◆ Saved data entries

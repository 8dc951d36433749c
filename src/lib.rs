//! Wavelength Algo - compatibility scoring engine for Wavelength matchmaking
//!
//! This library turns two structured profiles into a bidirectional match
//! probability. The pipeline runs hard filters, pairwise feature extraction,
//! an asymmetric logistic aggregation, optional per-cluster re-scoring,
//! log-odds mixing with a secondary predictor and Gumbel-max ranking.

pub mod config;
pub mod core;
pub mod models;
pub mod routes;

// Re-export commonly used types
pub use crate::config::ScoringConfig;
pub use crate::core::{Matcher, Ranking, ScoringError};
pub use crate::models::{Profile, Role, RolePair, ScoreOutcome, ScoringMode};

#[cfg(test)]
mod tests {
    use super::*;

    #[test]
    fn test_library_exports() {
        // Verify that the library exports work correctly
        let matcher = Matcher::with_default_config();
        assert_eq!(matcher.config(), &ScoringConfig::default());
    }
}
fn default_log_level() -> String { "info".to_string() }
fn default_log_format() -> String { "compact".to_string() }

impl Settings {
    /// Load configuration from file and environment variables
    ///
    /// Configuration is loaded in the following order (later overrides earlier):
    /// 1. Default values in the struct
    /// 2. Configuration file (config/default.toml)
    /// 3. Local overrides (config/local.toml)
    /// 4. Environment variables (prefixed with WAVELENGTH__)
    pub fn load() -> Result<Self, ConfigError> {
        Config::builder()
            .add_source(File::with_name("config/default").required(false))
            .add_source(File::with_name("config/local").required(false))
            // e.g., WAVELENGTH__SCORING__RANKING__TAU -> scoring.ranking.tau
            .add_source(environment())
            .build()?
            .try_deserialize()
    }

    /// Load configuration from a custom path
    pub fn load_from<P: AsRef<Path>>(path: P) -> Result<Self, ConfigError> {
        Config::builder()
            .add_source(File::from(path.as_ref()))
            .add_source(environment())
            .build()?
            .try_deserialize()
    }
}

fn environment() -> Environment {
    Environment::with_prefix("WAVELENGTH")
        .prefix_separator("__")
        .separator("__")
        .try_parsing(true)
}

/// Errors raised when a tuning table cannot drive the pipeline
#[derive(Debug, Error, PartialEq)]
pub enum ConfigValidationError {
    #[error("{field} must be positive, got {value}")]
    NotPositive { field: &'static str, value: f64 },

    #[error("{field} must not be negative, got {value}")]
    Negative { field: &'static str, value: f64 },

    #[error("{field} must be finite")]
    NotFinite { field: &'static str },

    #[error("{low_field} ({low}) must not exceed {high_field} ({high})")]
    InvertedRange {
        low_field: &'static str,
        low: f64,
        high_field: &'static str,
        high: f64,
    },

    #[error("{field} must lie in [0, 1], got {value}")]
    OutOfUnitRange { field: &'static str, value: f64 },

    #[error("values.keys must name at least one value trait")]
    NoValueKeys,

    #[error("cluster table for role {role} has no baseline cluster {}", BASELINE_CLUSTER)]
    MissingBaselineCluster { role: &'static str },

    #[error("cluster table for role {role} lists cluster {id} more than once")]
    DuplicateCluster { role: &'static str, id: u32 },
}

/// Immutable tuning table for the whole scoring pipeline.
///
/// `Default` reproduces the production tuning. A loaded table is frozen in an
/// `Arc` by the matcher and shared read-only across concurrent evaluations.
#[derive(Debug, Clone, Default, PartialEq, Serialize, Deserialize)]
#[serde(default)]
pub struct ScoringConfig {
    pub hard_filters: HardFilterConfig,
    pub education: EducationConfig,
    pub location: LocationConfig,
    pub humour: HumourConfig,
    pub personality: PersonalityConfig,
    pub hobbies: HobbyConfig,
    pub values: ValuesConfig,
    pub attachment: AttachmentConfig,
    pub lifestyle: LifestyleConfig,
    pub aggregation: AggregationConfig,
    pub latent: LatentConfig,
    pub logistic: LogisticConfig,
    pub clusters: ClusterTables,
    pub synthetic: SyntheticConfig,
    pub mixing: MixingConfig,
    pub ranking: RankingConfig,
}

#[derive(Debug, Clone, PartialEq, Serialize, Deserialize)]
#[serde(default)]
pub struct HardFilterConfig {
    pub sn_threshold_high: f64,
    pub sn_threshold_low: f64,
}

impl Default for HardFilterConfig {
    fn default() -> Self {
        Self {
            sn_threshold_high: 0.7,
            sn_threshold_low: 0.3,
        }
    }
}

/// One coefficient per hierarchy sub-dimension
#[derive(Debug, Clone, Copy, PartialEq, Serialize, Deserialize)]
pub struct HierarchyCoefficients {
    pub education: f64,
    pub job: f64,
    pub income: f64,
}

◆ What this task involves
Your answer should consist of each line above in which "Result" appears.

◆ Worked solution
    pub fn load() -> Result<Self, ConfigError> {
    pub fn load_from<P: AsRef<Path>>(path: P) -> Result<Self, ConfigError> {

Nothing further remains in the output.